» **What you have to do**:
Repeat the full listing exactly.

» **Extracted information**:

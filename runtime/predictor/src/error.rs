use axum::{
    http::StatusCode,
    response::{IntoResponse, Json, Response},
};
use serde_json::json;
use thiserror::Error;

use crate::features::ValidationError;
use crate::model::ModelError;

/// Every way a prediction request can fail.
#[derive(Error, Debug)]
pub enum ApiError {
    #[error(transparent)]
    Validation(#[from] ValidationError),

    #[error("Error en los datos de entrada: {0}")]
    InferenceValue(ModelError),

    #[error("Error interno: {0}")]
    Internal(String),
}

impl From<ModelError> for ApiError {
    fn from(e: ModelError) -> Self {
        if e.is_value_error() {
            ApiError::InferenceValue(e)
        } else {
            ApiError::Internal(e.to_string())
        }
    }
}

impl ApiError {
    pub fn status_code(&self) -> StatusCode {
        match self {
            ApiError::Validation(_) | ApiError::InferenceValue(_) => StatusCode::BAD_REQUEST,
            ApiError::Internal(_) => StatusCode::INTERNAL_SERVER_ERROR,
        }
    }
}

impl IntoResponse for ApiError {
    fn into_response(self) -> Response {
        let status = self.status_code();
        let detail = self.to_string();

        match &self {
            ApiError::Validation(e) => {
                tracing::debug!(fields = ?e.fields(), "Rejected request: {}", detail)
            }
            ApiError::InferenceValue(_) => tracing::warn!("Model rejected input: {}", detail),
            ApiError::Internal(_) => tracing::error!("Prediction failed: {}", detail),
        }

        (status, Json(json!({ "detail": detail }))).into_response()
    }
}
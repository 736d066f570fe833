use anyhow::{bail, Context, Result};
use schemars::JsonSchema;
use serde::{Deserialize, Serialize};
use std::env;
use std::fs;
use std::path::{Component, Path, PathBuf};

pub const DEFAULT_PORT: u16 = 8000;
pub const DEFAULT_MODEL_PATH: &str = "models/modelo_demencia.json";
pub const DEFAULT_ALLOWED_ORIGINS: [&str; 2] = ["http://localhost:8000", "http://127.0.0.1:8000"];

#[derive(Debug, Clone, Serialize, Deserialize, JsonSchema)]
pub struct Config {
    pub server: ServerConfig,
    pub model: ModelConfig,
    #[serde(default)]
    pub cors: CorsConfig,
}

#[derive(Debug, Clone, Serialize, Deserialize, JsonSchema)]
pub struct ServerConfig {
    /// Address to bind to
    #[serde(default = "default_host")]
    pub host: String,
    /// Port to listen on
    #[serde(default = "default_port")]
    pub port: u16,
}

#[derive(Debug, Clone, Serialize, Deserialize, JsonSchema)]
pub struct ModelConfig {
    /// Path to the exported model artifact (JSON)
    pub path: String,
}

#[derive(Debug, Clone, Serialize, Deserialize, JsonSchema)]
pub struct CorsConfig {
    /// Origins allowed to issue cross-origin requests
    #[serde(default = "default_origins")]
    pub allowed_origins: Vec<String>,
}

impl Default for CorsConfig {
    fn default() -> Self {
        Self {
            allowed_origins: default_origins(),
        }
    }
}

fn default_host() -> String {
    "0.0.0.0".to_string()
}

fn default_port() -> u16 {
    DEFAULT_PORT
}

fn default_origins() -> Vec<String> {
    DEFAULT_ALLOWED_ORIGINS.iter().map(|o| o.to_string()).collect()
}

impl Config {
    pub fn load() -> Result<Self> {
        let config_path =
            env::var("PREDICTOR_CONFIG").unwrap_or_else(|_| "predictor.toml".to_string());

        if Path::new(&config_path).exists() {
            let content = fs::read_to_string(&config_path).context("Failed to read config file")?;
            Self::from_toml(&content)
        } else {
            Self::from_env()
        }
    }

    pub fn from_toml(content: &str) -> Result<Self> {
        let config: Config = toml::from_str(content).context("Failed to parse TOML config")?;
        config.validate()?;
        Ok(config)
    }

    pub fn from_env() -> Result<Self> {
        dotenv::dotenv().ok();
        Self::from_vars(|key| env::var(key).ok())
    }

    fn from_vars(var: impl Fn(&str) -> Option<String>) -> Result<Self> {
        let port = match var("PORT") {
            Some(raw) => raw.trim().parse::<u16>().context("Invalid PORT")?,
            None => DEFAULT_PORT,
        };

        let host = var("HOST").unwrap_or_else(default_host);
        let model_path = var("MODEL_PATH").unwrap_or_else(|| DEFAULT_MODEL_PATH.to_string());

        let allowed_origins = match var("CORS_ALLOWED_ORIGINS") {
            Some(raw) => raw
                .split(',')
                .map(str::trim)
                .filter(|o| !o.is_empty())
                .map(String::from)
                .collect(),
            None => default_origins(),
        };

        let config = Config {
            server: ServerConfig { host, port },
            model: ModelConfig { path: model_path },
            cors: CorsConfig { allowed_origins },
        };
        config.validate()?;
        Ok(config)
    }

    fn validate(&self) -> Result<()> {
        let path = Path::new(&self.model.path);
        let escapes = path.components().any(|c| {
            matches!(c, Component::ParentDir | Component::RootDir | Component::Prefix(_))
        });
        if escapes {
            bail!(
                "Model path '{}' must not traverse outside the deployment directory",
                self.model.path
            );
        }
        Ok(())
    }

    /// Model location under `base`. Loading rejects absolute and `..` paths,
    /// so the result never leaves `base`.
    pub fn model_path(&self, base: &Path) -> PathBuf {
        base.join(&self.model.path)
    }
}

» **Output for this task**:
filename runtime/predictor/src/error.rs
use axum::{
    http::StatusCode,
    response::{IntoResponse, Json, Response},
};
use serde_json::json;
use thiserror::Error;

use crate::features::ValidationError;
use crate::model::ModelError;

/// Every way a prediction request can fail.
#[derive(Error, Debug)]
pub enum ApiError {
    #[error(transparent)]
    Validation(#[from] ValidationError),

    #[error("Error en los datos de entrada: {0}")]
    InferenceValue(ModelError),

    #[error("Error interno: {0}")]
    Internal(String),
}

impl From<ModelError> for ApiError {
    fn from(e: ModelError) -> Self {
        if e.is_value_error() {
            ApiError::InferenceValue(e)
        } else {
            ApiError::Internal(e.to_string())
        }
    }
}

impl ApiError {
    pub fn status_code(&self) -> StatusCode {
        match self {
            ApiError::Validation(_) | ApiError::InferenceValue(_) => StatusCode::BAD_REQUEST,
            ApiError::Internal(_) => StatusCode::INTERNAL_SERVER_ERROR,
        }
    }
}

impl IntoResponse for ApiError {
    fn into_response(self) -> Response {
        let status = self.status_code();
        let detail = self.to_string();

        match &self {
            ApiError::Validation(e) => {
                tracing::debug!(fields = ?e.fields(), "Rejected request: {}", detail)
            }
            ApiError::InferenceValue(_) => tracing::warn!("Model rejected input: {}", detail),
            ApiError::Internal(_) => tracing::error!("Prediction failed: {}", detail),
        }

        (status, Json(json!({ "detail": detail }))).into_response()
    }
}
repository 736d066f570fe833
use anyhow::{bail, Context, Result};
use schemars::JsonSchema;
use serde::{Deserialize, Serialize};
use std::env;
use std::fs;
use std::path::{Component, Path, PathBuf};

pub const DEFAULT_PORT: u16 = 8000;
pub const DEFAULT_MODEL_PATH: &str = "models/modelo_demencia.json";
pub const DEFAULT_ALLOWED_ORIGINS: [&str; 2] = ["http://localhost:8000", "http://127.0.0.1:8000"];

#[derive(Debug, Clone, Serialize, Deserialize, JsonSchema)]
pub struct Config {
    pub server: ServerConfig,
    pub model: ModelConfig,
    #[serde(default)]
    pub cors: CorsConfig,
}

#[derive(Debug, Clone, Serialize, Deserialize, JsonSchema)]
pub struct ServerConfig {
    /// Address to bind to
    #[serde(default = "default_host")]
    pub host: String,
    /// Port to listen on
    #[serde(default = "default_port")]
    pub port: u16,
}

#[derive(Debug, Clone, Serialize, Deserialize, JsonSchema)]
pub struct ModelConfig {
    /// Path to the exported model artifact (JSON)
    pub path: String,
}

#[derive(Debug, Clone, Serialize, Deserialize, JsonSchema)]
pub struct CorsConfig {
    /// Origins allowed to issue cross-origin requests
    #[serde(default = "default_origins")]
    pub allowed_origins: Vec<String>,
}

impl Default for CorsConfig {
    fn default() -> Self {
        Self {
            allowed_origins: default_origins(),
        }
    }
}

fn default_host() -> String {
    "0.0.0.0".to_string()
}

fn default_port() -> u16 {
    DEFAULT_PORT
}

fn default_origins() -> Vec<String> {
    DEFAULT_ALLOWED_ORIGINS.iter().map(|o| o.to_string()).collect()
}

impl Config {
    pub fn load() -> Result<Self> {
        let config_path =
            env::var("PREDICTOR_CONFIG").unwrap_or_else(|_| "predictor.toml".to_string());

        if Path::new(&config_path).exists() {
            let content = fs::read_to_string(&config_path).context("Failed to read config file")?;
            Self::from_toml(&content)
        } else {
            Self::from_env()
        }
    }

    pub fn from_toml(content: &str) -> Result<Self> {
        let config: Config = toml::from_str(content).context("Failed to parse TOML config")?;
        config.validate()?;
        Ok(config)
    }

    pub fn from_env() -> Result<Self> {
        dotenv::dotenv().ok();
        Self::from_vars(|key| env::var(key).ok())
    }

    fn from_vars(var: impl Fn(&str) -> Option<String>) -> Result<Self> {
        let port = match var("PORT") {
            Some(raw) => raw.trim().parse::<u16>().context("Invalid PORT")?,
            None => DEFAULT_PORT,
        };

        let host = var("HOST").unwrap_or_else(default_host);
        let model_path = var("MODEL_PATH").unwrap_or_else(|| DEFAULT_MODEL_PATH.to_string());

        let allowed_origins = match var("CORS_ALLOWED_ORIGINS") {
            Some(raw) => raw
                .split(',')
                .map(str::trim)
                .filter(|o| !o.is_empty())
                .map(String::from)
                .collect(),
            None => default_origins(),
        };

        let config = Config {
            server: ServerConfig { host, port },
            model: ModelConfig { path: model_path },
            cors: CorsConfig { allowed_origins },
        };
        config.validate()?;
        Ok(config)
    }

    fn validate(&self) -> Result<()> {
        let path = Path::new(&self.model.path);
        let escapes = path.components().any(|c| {
            matches!(c, Component::ParentDir | Component::RootDir | Component::Prefix(_))
        });
        if escapes {
            bail!(
                "Model path '{}' must not traverse outside the deployment directory",
                self.model.path
            );
        }
        Ok(())
    }

    /// Model location under `base`. Loading rejects absolute and `..` paths,
    /// so the result never leaves `base`.
    pub fn model_path(&self, base: &Path) -> PathBuf {
        base.join(&self.model.path)
    }
}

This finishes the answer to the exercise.